:: ASSIGNMENT ::
Every line in the data below that has the word "errors" should be returned.

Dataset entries
───

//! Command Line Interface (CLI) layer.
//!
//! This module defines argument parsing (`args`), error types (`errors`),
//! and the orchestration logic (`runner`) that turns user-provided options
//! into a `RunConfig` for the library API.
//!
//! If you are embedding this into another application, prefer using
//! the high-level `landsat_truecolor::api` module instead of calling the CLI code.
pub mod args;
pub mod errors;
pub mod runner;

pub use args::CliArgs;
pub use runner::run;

───

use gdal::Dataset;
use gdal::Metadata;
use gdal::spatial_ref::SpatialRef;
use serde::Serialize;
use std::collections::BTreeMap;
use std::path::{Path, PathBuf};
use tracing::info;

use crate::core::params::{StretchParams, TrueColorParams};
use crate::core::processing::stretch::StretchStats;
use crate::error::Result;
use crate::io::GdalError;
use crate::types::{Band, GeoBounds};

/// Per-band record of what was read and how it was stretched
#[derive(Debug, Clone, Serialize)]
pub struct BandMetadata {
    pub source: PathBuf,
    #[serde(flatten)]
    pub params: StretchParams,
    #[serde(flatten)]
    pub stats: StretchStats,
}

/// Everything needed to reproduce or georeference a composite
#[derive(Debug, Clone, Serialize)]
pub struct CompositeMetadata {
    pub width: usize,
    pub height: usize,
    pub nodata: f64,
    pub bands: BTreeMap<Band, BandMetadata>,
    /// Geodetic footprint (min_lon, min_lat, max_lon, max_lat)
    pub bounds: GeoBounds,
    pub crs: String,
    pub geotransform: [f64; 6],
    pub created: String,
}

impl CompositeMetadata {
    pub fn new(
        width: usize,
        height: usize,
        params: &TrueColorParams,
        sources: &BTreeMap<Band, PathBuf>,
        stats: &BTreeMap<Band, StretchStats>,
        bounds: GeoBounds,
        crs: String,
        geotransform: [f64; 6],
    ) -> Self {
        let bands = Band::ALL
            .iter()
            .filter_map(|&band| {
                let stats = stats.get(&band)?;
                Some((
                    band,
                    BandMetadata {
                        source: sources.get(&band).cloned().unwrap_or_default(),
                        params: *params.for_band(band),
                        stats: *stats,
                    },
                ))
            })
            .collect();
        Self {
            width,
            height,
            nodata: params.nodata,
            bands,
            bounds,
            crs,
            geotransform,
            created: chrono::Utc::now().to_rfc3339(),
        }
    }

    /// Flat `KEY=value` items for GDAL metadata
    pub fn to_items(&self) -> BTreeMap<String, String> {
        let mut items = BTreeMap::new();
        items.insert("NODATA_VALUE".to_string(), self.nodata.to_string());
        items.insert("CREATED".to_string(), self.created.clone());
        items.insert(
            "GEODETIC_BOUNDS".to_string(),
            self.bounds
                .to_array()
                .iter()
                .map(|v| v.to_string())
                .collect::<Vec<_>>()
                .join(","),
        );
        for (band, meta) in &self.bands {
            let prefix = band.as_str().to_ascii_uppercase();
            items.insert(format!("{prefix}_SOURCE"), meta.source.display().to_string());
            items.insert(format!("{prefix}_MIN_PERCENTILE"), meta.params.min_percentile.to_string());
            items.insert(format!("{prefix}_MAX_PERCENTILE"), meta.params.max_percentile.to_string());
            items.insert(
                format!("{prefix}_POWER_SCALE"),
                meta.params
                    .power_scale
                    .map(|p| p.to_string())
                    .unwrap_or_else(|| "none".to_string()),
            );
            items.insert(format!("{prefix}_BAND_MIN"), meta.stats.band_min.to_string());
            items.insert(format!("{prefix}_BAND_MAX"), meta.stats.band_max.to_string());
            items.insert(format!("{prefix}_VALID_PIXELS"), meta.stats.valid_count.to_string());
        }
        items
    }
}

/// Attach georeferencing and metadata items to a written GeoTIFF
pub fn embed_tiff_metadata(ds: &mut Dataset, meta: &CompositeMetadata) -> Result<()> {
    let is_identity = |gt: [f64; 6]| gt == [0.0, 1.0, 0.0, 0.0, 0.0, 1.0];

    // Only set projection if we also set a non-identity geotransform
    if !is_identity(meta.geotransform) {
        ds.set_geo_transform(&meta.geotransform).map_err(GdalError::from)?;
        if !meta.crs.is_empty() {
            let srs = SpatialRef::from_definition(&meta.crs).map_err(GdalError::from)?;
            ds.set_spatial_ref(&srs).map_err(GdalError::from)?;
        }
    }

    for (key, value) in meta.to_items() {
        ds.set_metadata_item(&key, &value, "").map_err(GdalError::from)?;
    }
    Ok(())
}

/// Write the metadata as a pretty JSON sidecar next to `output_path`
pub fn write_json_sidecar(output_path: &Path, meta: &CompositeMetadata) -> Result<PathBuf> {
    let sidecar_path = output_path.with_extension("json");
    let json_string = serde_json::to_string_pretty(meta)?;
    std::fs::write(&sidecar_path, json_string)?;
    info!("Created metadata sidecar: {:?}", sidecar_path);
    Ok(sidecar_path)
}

───

:: REPLY ::
//! This module defines argument parsing (`args`), error types (`errors`),
pub mod errors;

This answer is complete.